Enacted at an extraordinary session of the Legislature as a "key" part of a program intended to combat viole crime, section 70.02 of the Penal Law was intended to establish greater responsibility for an armed violent felony through stiffer sentencing provisions and restrictions upon plea bargaining (see Practice Commentaries, McKinney's Cons.Laws of N.Y., Book 39, Penal Law, § 70.02, 1982-1983 Cum.Ann.Pocket Part, pp. 132-133; Book 11A, CPL 100.15, p. 25). The Legislature did not choose to abolish plea bargaining as it could have (People v. Esajerre, 35 N.Y.2d 463, 467, 363 N.Y.S.2d 931, 323 N.E.2d 175; see Santobello v. New York, 404 U.S. 257, 262, 92 S.Ct. 495, 498, 30 L.Ed.2d 427). Rather it opted to limit the broad discretion previously exercised in the determination of the crime to be pleaded to and the sentence to be imposed. This it did by (1) proscribing acceptance of a plea to less than a class D violent felony offense from a defendant indicted for a class B or C violent felony offense 3 (CPL 220.10, subd. 5, par. [d] ), and (2) requiring imposition of an indeterminate sentence on the bargained class D violent felony offense, absent specified ameliorating factors (Penal Law, § 70.02, subd. 5), when a defendant has been indicted for an "armed felony" as defined in CPL 1.20 (subd. 41) (a violent felony offense aggravated by use of a loaded and functional firearm or display of what appears to be a firearm of a specified type).
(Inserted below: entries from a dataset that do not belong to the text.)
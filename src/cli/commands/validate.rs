//! cli::commands::validate
//!
//! Decode and validate the manifest of a local module tree, the same checks
//! a sync applies to a downloaded revision.

use std::path::Path;

use anyhow::{Context as _, Result};

use crate::cli::Context;
use crate::manifest::ManifestRegistry;
use crate::validation::ConfigValidator;

/// Run the validate command.
pub fn validate(ctx: &Context, dir: &Path) -> Result<()> {
    let registry = ManifestRegistry::default();
    let definition = registry
        .decode_dir(dir)
        .with_context(|| format!("failed to decode manifest in '{}'", dir.display()))?;

    ConfigValidator::default()
        .validate_module(&definition)
        .with_context(|| format!("module '{}' is invalid", definition.id))?;

    if !ctx.quiet {
        println!(
            "{} {} is valid ({} config option(s)).",
            definition.id,
            definition.version,
            definition.configs.len()
        );
    }
    Ok(())
}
It is the latter provision which defendant argues violates his right to due process by (1) prescribing the sentence to be imposed upon the basis of an unproved and unadmitted fact and (2) shifting to him the burden of establishing the right to a lesser sentence. We disagree.

A

Defendant's claim that the statute improperly subjects him to enhanced punishment on the basis of the unproven charge that he was "armed" within the meaning of the "armed felony" definition is largely predicated on People v. Drummond, 40 N.Y.2d 990, 391 N.Y.S.2d 67, 359 N.E.2d 663, supra and People v. Griffin, 7 N.Y.2d 511, 199 N.Y.S.2d 674, 166 N.E.2d 684. There are, of course, differences in the sentencing discretion available when a defendant has pleaded guilty to a class D violent felony under an indictment charging an armed felony and what would be available had there been no armed felony charge in the indictment und which he pleaded; not only is there a minimum prescribed sentence but also the mitigating circumstances that may be considered relate only to the manner in which the crime was committed and do not include circumstances relating to defendant's past history and family situation, circumstances which may be considered by a Judge sentencing a defendant who pleaded under an...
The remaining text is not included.